Retinal hemorrhage and brain injury patterns on diffusion-weighted magnetic resonance imaging in children with head trauma.
Publication/Presentation Date
12-1-2013
Abstract
PURPOSE: To evaluate associations between retinal hemorrhage severity and hypoxic-ischemic brain injury (HII) patterns by diffusion-weighted magnetic resonance imaging (DW-MRI) in young children with head trauma.
METHODS: DW-MRI images of a consecutive cohort study of children under age 3 years with inflicted or accidental head trauma who had eye examinations were analyzed by two independent masked examiners for type, severity, and location of primary lesions attributable to trauma, HII secondary to trauma, and mixed injury patterns. Retinal hemorrhage was graded retrospectively on a scale from 1 (none) to 5 (severe).

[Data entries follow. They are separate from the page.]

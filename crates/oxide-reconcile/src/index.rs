//! Named secondary index diffing.
//!
//! Indexes are compared by name. The column list is order-sensitive: an
//! index on `(a, b)` and one on `(b, a)` are different, and a changed index
//! is dropped and re-created rather than altered.

use std::collections::{BTreeMap, BTreeSet};

use crate::catalog::CurrentTable;
use crate::model::TableSpec;

/// A named secondary index.
#[derive(Debug, Clone, PartialEq, Eq)]
pub struct IndexDef {
    /// Index name.
    pub name: String,
    /// Indexed columns, in key order.
    pub columns: Vec<String>,
    /// Whether the index is unique.
    pub unique: bool,
}

/// Index statements needed to go from one index set to another.
#[derive(Debug, Clone, Default, PartialEq, Eq)]
pub struct IndexChanges {
    /// Names of indexes to drop.
    pub drop: Vec<String>,
    /// Indexes to create.
    pub create: Vec<IndexDef>,
}

impl IndexChanges {
    /// Returns true when nothing changes.
    #[must_use]
    pub fn is_empty(&self) -> bool {
        self.drop.is_empty() && self.create.is_empty()
    }
}

/// The default name of a single-column index.
#[must_use]
pub fn default_index_name(table: &str, column: &str) -> String {
    format!("{table}_{column}")
}

fn add_member(indexes: &mut BTreeMap<String, IndexDef>, name: String, column: &str, unique: bool) {
    let index = indexes.entry(name.clone()).or_insert_with(|| IndexDef {
        name,
        columns: Vec::new(),
        unique,
    });
    index.unique |= unique;
    if !index.columns.iter().any(|c| c == column) {
        index.columns.push(column.to_string());
    }
}

/// The secondary indexes a table declares, by name.
///
/// A `unique` field contributes a unique index, an `index` field an index
/// of the declared uniqueness. Fields sharing a name form one index, in
/// declaration order. The primary key is not included.
#[must_use]
pub fn desired_indexes(table: &TableSpec) -> BTreeMap<String, IndexDef> {
    let mut indexes = BTreeMap::new();
    for field in &table.fields {
        let column = field.column_name();
        if field.unique {
            let name = field
                .unique_index
                .clone()
                .unwrap_or_else(|| default_index_name(&table.name, &column));
            add_member(&mut indexes, name, &column, true);
        }
        if let Some(index) = &field.index {
            let name = index
                .name
                .clone()
                .unwrap_or_else(|| default_index_name(&table.name, &column));
            add_member(&mut indexes, name, &column, index.unique);
        }
    }
    indexes
}

/// The secondary indexes a current table has, by name.
#[must_use]
pub fn current_indexes(table: &CurrentTable<'_>) -> BTreeMap<String, IndexDef> {
    let mut members: BTreeMap<&str, (bool, Vec<(u32, &str)>)> = BTreeMap::new();
    for column in &table.columns {
        for membership in column.indexes.iter().filter(|m| !m.primary) {
            let entry = members
                .entry(membership.name.as_str())
                .or_insert_with(|| (membership.unique, Vec::new()));
            entry.1.push((membership.position, column.name.as_str()));
        }
    }

    members
        .into_iter()
        .map(|(name, (unique, mut columns))| {
            columns.sort_unstable();
            let index = IndexDef {
                name: name.to_string(),
                columns: columns.into_iter().map(|(_, c)| c.to_string()).collect(),
                unique,
            };
            (name.to_string(), index)
        })
        .collect()
}

/// Columns that are the sole member of a unique index.
#[must_use]
pub fn sole_unique_columns(indexes: &BTreeMap<String, IndexDef>) -> BTreeSet<String> {
    indexes
        .values()
        .filter(|i| i.unique && i.columns.len() == 1)
        .flat_map(|i| i.columns.iter().cloned())
        .collect()
}

/// Computes the drops and creates turning `current` into `desired`.
///
/// Both lists are in name order. An index whose columns or uniqueness
/// changed appears in both.
#[must_use]
pub fn diff_indexes(
    desired: &BTreeMap<String, IndexDef>,
    current: &BTreeMap<String, IndexDef>,
) -> IndexChanges {
    let drop = current
        .iter()
        .filter(|(name, have)| desired.get(*name) != Some(*have))
        .map(|(name, _)| name.clone())
        .collect();
    let create = desired
        .iter()
        .filter(|(name, want)| current.get(*name) != Some(*want))
        .map(|(_, want)| want.clone())
        .collect();
    IndexChanges { drop, create }
}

RESULTS: Retinal hemorrhage score was 3-5 in 6 of 7 patients with predominantly post-traumatic HII pattern and 4 of 32 who had traumatic injury without HII (P < 0.001) on DW-MRI imaging. Severe retinal hemorrhage was observed in absence of HII but only in inflicted injury. Retinal hemorrhage severity was correlated with HII severity (ρ = 0.53, P < 0.001) but not traumatic injury severity (ρ = -0.10, P = 0.50). HII severity was associated with retinal hemorrhage score 3-5 (P = 0.01), but traumatic injury severity was not (P = 0.37).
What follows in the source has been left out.